## Exercise directions
Take the data below and extract the lines from the one with "filename src/varint.rs" to the one with "pub const MAX_VARINT_BYTES: usize = 10;", inclusive, exactly as written.

*** Information provided ***

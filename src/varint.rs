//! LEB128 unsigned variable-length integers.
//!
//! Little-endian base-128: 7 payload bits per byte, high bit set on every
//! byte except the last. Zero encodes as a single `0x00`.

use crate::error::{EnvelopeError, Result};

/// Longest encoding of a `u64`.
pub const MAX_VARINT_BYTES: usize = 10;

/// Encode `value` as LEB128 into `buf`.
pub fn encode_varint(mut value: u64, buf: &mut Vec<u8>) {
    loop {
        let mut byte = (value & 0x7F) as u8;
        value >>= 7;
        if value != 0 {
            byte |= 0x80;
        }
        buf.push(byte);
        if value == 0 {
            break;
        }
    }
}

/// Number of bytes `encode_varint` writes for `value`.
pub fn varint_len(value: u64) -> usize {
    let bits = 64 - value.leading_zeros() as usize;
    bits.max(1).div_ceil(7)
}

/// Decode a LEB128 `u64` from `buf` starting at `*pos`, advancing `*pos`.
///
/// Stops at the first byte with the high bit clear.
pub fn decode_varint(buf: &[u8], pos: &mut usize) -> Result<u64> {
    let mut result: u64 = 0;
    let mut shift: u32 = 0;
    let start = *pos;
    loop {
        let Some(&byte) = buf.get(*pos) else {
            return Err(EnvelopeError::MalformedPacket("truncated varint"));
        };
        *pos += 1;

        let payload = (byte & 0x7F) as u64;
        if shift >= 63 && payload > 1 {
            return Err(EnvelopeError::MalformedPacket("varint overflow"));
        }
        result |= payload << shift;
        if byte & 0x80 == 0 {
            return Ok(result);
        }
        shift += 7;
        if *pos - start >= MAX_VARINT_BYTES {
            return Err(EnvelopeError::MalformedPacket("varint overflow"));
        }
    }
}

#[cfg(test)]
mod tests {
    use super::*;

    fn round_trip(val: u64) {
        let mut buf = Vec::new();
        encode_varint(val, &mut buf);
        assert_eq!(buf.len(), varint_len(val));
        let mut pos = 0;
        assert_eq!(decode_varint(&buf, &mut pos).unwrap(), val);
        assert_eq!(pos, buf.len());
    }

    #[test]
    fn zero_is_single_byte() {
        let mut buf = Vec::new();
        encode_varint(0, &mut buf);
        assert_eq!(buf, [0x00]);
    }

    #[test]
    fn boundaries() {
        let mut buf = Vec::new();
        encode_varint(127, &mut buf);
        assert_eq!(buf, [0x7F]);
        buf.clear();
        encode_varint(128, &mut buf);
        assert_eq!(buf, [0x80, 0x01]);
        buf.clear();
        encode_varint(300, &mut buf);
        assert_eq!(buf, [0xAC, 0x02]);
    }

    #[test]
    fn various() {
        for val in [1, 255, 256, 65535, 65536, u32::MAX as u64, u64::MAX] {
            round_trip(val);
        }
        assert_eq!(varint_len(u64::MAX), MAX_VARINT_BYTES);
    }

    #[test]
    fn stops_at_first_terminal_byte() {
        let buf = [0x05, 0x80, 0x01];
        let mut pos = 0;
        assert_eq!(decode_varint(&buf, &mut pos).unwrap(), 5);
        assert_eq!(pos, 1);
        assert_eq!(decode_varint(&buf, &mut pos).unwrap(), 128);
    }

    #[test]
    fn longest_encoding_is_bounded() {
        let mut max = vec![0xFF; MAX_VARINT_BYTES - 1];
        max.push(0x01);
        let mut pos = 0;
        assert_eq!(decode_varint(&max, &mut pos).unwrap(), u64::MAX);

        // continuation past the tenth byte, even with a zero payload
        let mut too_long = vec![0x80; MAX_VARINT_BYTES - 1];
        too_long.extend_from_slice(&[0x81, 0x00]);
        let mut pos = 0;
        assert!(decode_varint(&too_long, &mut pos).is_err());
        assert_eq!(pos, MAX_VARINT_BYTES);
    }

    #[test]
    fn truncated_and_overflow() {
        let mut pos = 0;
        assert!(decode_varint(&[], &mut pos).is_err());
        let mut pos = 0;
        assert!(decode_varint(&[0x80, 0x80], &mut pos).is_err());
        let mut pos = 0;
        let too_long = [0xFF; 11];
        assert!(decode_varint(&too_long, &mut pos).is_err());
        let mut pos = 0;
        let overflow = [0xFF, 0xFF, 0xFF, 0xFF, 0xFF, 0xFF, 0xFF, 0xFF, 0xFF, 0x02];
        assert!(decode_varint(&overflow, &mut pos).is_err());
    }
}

***
*** Information provided ***

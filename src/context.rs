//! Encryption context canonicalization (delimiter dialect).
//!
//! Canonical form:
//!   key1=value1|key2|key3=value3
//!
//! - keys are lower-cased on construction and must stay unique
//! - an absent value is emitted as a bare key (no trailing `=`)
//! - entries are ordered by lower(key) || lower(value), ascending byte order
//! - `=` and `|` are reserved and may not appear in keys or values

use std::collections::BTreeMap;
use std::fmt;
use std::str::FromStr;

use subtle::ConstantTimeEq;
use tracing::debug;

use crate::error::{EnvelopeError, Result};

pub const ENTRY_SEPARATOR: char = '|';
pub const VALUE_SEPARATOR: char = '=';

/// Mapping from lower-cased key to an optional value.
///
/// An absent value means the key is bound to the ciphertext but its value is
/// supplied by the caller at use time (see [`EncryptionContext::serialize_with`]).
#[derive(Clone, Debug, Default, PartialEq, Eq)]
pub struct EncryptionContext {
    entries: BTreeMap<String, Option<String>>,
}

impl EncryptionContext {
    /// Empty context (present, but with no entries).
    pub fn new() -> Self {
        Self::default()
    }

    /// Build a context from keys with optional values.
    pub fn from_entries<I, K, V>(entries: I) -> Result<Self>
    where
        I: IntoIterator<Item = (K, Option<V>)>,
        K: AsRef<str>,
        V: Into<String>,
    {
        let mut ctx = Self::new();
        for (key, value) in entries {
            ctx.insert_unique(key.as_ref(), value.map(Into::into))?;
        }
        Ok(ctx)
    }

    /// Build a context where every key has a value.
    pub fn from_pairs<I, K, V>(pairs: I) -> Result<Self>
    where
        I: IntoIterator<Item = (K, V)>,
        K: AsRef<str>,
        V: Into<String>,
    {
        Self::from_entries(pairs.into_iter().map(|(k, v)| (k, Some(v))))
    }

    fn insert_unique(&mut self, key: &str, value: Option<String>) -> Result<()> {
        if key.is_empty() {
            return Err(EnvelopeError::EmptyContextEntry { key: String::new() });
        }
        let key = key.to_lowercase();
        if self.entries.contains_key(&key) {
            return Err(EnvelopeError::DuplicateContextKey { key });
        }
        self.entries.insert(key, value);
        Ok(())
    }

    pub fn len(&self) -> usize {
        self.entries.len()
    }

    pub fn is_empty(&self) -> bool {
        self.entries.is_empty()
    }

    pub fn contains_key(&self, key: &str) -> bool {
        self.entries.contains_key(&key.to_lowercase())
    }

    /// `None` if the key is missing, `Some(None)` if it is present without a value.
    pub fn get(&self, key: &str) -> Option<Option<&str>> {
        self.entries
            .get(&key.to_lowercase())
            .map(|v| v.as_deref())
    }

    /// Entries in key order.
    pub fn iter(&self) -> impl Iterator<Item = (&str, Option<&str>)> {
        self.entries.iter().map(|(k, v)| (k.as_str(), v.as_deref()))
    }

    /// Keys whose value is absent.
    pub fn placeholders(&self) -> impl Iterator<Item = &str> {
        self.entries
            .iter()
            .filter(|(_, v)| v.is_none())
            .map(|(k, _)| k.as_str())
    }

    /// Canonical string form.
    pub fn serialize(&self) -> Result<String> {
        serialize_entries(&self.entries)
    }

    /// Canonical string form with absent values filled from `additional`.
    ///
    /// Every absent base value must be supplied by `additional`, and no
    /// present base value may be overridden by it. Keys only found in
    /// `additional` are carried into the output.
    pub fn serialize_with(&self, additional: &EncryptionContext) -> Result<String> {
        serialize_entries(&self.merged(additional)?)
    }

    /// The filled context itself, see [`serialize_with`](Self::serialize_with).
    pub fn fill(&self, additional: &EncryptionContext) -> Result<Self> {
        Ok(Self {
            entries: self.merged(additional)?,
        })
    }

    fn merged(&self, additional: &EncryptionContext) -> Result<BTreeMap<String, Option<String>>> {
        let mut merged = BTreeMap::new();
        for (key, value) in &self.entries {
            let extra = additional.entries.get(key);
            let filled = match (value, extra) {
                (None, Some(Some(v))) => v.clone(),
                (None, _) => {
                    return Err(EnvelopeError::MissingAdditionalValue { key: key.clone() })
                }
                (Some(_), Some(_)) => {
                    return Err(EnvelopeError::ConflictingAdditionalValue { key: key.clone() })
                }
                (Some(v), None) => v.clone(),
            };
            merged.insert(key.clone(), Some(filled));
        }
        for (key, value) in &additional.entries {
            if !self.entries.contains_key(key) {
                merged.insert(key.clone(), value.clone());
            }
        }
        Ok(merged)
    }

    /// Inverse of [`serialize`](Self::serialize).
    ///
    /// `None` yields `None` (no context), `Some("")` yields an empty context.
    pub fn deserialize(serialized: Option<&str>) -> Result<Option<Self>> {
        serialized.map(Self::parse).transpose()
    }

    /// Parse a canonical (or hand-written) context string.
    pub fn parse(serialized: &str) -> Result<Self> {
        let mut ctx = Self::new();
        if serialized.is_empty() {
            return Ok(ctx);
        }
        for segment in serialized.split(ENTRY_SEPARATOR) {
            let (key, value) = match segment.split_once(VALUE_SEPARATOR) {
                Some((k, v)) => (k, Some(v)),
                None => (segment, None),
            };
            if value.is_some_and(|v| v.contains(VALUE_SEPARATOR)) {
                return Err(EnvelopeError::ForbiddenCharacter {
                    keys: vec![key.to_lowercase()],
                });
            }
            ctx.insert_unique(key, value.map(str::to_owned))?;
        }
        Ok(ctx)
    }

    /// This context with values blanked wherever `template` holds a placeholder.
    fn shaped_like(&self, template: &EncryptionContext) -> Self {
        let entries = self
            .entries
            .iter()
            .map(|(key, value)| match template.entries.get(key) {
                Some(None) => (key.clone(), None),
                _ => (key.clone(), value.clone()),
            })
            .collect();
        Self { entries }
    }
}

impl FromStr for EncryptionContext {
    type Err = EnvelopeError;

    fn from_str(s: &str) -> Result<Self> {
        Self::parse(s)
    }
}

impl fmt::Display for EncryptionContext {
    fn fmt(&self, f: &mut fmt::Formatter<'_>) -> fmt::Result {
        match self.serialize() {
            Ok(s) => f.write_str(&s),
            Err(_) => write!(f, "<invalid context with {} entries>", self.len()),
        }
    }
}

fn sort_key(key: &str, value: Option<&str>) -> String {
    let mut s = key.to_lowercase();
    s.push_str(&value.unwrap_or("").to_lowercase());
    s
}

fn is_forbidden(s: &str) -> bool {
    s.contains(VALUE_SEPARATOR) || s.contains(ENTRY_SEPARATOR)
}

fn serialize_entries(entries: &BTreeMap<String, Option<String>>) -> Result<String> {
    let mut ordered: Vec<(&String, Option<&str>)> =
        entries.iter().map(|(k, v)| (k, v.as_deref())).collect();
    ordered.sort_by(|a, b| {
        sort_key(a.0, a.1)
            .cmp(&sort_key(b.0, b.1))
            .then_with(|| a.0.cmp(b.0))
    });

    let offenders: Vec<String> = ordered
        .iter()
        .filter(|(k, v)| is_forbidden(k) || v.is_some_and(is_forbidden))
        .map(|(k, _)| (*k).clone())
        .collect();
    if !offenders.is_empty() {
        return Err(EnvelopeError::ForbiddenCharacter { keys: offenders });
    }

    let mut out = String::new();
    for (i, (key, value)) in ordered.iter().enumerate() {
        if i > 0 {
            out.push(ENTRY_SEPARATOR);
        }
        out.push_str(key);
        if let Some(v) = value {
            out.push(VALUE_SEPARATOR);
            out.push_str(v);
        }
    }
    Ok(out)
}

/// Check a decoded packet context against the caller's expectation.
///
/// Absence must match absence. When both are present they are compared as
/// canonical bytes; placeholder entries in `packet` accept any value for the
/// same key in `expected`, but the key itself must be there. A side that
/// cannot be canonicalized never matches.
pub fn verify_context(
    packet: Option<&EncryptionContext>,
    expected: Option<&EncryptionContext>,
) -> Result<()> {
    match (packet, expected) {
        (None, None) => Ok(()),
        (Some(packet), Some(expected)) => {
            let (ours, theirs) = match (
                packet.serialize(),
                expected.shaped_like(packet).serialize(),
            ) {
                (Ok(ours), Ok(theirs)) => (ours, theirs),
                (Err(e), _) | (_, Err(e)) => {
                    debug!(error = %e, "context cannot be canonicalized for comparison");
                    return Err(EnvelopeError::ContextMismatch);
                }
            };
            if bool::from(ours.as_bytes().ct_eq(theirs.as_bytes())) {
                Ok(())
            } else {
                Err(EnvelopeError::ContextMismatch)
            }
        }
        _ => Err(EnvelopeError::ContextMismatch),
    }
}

***

## Your solution
filename src/varint.rs
//! LEB128 unsigned variable-length integers.
//!
//! Little-endian base-128: 7 payload bits per byte, high bit set on every
//! byte except the last. Zero encodes as a single `0x00`.

use crate::error::{EnvelopeError, Result};

/// Longest encoding of a `u64`.
pub const MAX_VARINT_BYTES: usize = 10;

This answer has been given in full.